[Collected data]
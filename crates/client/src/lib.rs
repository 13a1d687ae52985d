//! Am-Botanics client library.
//!
//! Everything the storefront shell needs to talk to the backend:
//!
//! - [`ApiClient`] - JSON-over-HTTP client that attaches the persisted bearer
//!   token, enforces a fixed timeout and notifies [`UnauthorizedHandler`]s
//!   when the backend answers `401`
//! - [`TokenStore`] - the two persisted credential slots (`adminToken`,
//!   `customerToken`) with in-memory and file-backed implementations
//! - [`SessionStore`] - the authentication state machine
//!   (`Unknown` → `Authenticated` | `Anonymous`) with startup rehydration
//!
//! # Example
//!
//! ```rust,ignore
//! use std::sync::Arc;
//! use am_botanics_client::{ApiClient, ApiClientConfig, MemoryTokenStore, SessionStore};
//!
//! let tokens = Arc::new(MemoryTokenStore::new());
//! let client = ApiClient::new(ApiClientConfig::new(base_url), tokens)?;
//! let session = SessionStore::new(client.clone());
//! session.start();
//!
//! let settled = session.wait_until_settled().await;
//! if settled.is_admin() {
//!     // render the back-office
//! }
//! ```

#![cfg_attr(not(test), forbid(unsafe_code))]

pub mod auth;
pub mod error;
pub mod http;
pub mod session;
pub mod storage;

pub use auth::{LOGIN_PATH, LoginResponse, ME_PATH};
pub use error::{ApiError, ErrorKind};
pub use http::{ApiClient, ApiClientConfig, UnauthorizedEvent, UnauthorizedHandler};
pub use session::{
    LoginFailure, SessionSnapshot, SessionState, SessionStore, provide_session, use_session,
};
pub use storage::{FileTokenStore, MemoryTokenStore, StorageError, TokenStore};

Prompt -
The full set of data above must come back exactly as written.

Response -
filename crates/client/src/lib.rs
repository 13a1d687ae52985d
//! Am-Botanics client library.
//!
//! Everything the storefront shell needs to talk to the backend:
//!
//! - [`ApiClient`] - JSON-over-HTTP client that attaches the persisted bearer
//!   token, enforces a fixed timeout and notifies [`UnauthorizedHandler`]s
//!   when the backend answers `401`
//! - [`TokenStore`] - the two persisted credential slots (`adminToken`,
//!   `customerToken`) with in-memory and file-backed implementations
//! - [`SessionStore`] - the authentication state machine
//!   (`Unknown` → `Authenticated` | `Anonymous`) with startup rehydration
//!
//! # Example
//!
//! ```rust,ignore
//! use std::sync::Arc;
//! use am_botanics_client::{ApiClient, ApiClientConfig, MemoryTokenStore, SessionStore};
//!
//! let tokens = Arc::new(MemoryTokenStore::new());
//! let client = ApiClient::new(ApiClientConfig::new(base_url), tokens)?;
//! let session = SessionStore::new(client.clone());
//! session.start();
//!
//! let settled = session.wait_until_settled().await;
//! if settled.is_admin() {
//!     // render the back-office
//! }
//! ```

#![cfg_attr(not(test), forbid(unsafe_code))]

pub mod auth;
pub mod error;
pub mod http;
pub mod session;
pub mod storage;

pub use auth::{LOGIN_PATH, LoginResponse, ME_PATH};
pub use error::{ApiError, ErrorKind};
pub use http::{ApiClient, ApiClientConfig, UnauthorizedEvent, UnauthorizedHandler};
pub use session::{
    LoginFailure, SessionSnapshot, SessionState, SessionStore, provide_session, use_session,
};
pub use storage::{FileTokenStore, MemoryTokenStore, StorageError, TokenStore};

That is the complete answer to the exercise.